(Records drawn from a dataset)
┄┄┄┄┄┄┄┄┄┄┄┄┄┄┄┄┄┄┄┄
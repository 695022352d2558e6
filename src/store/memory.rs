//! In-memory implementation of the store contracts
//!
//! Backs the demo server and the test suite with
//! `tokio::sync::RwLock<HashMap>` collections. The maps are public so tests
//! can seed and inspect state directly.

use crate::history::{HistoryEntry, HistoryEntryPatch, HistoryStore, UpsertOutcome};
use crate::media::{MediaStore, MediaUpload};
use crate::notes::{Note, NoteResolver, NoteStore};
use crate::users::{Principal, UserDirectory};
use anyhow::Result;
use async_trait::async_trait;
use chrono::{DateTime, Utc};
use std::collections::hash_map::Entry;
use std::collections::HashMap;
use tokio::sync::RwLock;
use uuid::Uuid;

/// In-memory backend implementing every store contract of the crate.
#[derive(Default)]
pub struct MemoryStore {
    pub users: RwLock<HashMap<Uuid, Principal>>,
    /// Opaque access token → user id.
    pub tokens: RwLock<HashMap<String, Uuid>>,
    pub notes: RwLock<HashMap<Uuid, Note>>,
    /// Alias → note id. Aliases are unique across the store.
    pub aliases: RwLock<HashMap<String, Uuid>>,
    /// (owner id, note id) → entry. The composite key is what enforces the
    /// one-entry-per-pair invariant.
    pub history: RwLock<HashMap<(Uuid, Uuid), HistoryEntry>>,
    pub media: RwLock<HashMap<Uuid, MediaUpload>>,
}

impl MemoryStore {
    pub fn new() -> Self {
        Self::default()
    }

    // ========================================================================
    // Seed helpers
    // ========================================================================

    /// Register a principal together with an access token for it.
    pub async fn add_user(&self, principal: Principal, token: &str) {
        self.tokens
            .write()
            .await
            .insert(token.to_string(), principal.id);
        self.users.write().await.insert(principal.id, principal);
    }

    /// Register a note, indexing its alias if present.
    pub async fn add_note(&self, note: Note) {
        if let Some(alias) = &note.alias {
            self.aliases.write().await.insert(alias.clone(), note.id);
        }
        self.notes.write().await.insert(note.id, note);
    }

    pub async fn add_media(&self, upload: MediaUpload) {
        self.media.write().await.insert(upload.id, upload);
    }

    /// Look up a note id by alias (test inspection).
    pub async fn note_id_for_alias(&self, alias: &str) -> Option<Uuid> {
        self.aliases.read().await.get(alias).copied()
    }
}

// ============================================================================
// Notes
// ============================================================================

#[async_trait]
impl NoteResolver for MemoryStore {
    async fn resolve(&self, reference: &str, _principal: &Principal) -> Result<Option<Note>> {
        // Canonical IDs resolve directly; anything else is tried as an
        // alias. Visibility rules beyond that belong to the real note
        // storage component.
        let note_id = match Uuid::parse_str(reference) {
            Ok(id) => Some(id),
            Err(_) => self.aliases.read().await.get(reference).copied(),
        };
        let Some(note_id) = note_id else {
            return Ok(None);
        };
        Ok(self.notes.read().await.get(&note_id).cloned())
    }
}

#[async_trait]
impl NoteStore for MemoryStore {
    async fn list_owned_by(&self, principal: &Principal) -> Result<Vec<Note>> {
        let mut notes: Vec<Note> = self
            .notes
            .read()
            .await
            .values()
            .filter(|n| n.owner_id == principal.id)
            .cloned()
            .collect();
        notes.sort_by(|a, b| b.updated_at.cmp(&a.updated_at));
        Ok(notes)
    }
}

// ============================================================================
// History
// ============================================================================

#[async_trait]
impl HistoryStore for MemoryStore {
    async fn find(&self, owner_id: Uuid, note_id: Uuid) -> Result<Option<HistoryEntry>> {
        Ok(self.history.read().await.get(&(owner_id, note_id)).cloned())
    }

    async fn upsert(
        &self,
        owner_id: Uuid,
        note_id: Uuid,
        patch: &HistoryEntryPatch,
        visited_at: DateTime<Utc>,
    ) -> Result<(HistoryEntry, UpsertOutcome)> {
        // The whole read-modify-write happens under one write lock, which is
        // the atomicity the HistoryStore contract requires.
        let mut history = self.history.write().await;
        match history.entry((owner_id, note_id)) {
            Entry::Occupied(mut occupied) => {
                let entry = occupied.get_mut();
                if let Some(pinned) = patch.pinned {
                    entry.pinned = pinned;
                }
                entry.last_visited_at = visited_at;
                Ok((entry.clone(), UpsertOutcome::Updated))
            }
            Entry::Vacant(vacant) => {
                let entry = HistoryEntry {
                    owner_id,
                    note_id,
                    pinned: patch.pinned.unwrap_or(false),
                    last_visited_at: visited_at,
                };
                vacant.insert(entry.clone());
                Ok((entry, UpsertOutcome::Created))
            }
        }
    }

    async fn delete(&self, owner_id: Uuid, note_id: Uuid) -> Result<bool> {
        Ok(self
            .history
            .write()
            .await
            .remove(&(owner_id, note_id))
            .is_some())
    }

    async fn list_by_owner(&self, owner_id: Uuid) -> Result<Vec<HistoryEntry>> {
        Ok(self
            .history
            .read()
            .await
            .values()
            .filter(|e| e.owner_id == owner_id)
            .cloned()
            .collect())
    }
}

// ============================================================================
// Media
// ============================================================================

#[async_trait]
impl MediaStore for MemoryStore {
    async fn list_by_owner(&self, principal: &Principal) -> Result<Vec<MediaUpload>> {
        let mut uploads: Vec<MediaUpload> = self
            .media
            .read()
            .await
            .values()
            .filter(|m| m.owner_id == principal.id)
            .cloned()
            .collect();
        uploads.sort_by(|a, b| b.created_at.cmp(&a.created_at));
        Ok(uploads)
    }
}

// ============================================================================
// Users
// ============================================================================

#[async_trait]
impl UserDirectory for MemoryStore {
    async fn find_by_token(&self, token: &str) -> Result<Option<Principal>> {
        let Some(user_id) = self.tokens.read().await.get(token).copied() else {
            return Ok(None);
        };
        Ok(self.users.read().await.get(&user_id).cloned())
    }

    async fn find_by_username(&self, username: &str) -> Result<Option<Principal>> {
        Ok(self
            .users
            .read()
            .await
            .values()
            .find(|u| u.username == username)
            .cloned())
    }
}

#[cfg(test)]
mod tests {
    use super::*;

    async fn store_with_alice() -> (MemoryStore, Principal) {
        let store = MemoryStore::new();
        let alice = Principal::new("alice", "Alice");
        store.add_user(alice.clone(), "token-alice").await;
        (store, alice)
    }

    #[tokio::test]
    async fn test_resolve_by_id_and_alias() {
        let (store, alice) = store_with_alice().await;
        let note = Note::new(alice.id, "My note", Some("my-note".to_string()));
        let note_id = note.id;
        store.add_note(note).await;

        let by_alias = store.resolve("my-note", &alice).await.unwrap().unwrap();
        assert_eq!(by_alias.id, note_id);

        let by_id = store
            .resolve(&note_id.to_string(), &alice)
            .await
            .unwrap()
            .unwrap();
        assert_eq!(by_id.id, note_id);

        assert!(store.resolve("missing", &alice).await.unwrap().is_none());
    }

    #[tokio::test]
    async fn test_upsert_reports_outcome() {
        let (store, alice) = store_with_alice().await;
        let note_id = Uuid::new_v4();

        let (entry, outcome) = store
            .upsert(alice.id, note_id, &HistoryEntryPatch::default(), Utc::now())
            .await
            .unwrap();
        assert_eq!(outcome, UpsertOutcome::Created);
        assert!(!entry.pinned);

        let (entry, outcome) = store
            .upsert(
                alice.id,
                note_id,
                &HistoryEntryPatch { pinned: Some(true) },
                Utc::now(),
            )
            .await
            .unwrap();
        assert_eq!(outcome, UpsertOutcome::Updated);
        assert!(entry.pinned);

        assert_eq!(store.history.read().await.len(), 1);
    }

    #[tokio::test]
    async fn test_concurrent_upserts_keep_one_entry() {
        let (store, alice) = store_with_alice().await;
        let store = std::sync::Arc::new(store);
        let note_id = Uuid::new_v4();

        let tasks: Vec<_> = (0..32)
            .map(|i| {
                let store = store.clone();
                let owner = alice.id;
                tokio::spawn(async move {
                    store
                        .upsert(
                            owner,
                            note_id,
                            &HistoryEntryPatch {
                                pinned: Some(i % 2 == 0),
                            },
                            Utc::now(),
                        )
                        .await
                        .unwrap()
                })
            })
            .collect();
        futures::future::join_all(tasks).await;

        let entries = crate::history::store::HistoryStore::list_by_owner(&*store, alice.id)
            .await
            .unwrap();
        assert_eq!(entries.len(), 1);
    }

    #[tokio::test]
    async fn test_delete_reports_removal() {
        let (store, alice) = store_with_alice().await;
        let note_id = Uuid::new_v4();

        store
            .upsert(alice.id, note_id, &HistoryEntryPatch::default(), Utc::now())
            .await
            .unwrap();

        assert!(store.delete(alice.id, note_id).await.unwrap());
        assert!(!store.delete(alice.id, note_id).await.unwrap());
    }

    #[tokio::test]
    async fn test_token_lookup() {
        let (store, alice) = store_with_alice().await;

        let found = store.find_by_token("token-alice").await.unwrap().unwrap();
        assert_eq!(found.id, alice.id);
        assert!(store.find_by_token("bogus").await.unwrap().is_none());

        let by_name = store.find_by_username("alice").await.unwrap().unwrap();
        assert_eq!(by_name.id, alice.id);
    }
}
┄┄┄┄┄┄┄┄┄┄┄┄┄┄┄┄┄┄┄┄
* _Task instructions_
Repeat exactly, please, each line from the beginning of the data through the line with "use uuid::Uuid;" in it, and only those lines.

* _Answer to the exercise_
repository 695022352d2558e6
filename src/store/memory.rs
//! In-memory implementation of the store contracts
//!
//! Backs the demo server and the test suite with
//! `tokio::sync::RwLock<HashMap>` collections. The maps are public so tests
//! can seed and inspect state directly.

use crate::history::{HistoryEntry, HistoryEntryPatch, HistoryStore, UpsertOutcome};
use crate::media::{MediaStore, MediaUpload};
use crate::notes::{Note, NoteResolver, NoteStore};
use crate::users::{Principal, UserDirectory};
use anyhow::Result;
use async_trait::async_trait;
use chrono::{DateTime, Utc};
use std::collections::hash_map::Entry;
use std::collections::HashMap;
use tokio::sync::RwLock;
use uuid::Uuid;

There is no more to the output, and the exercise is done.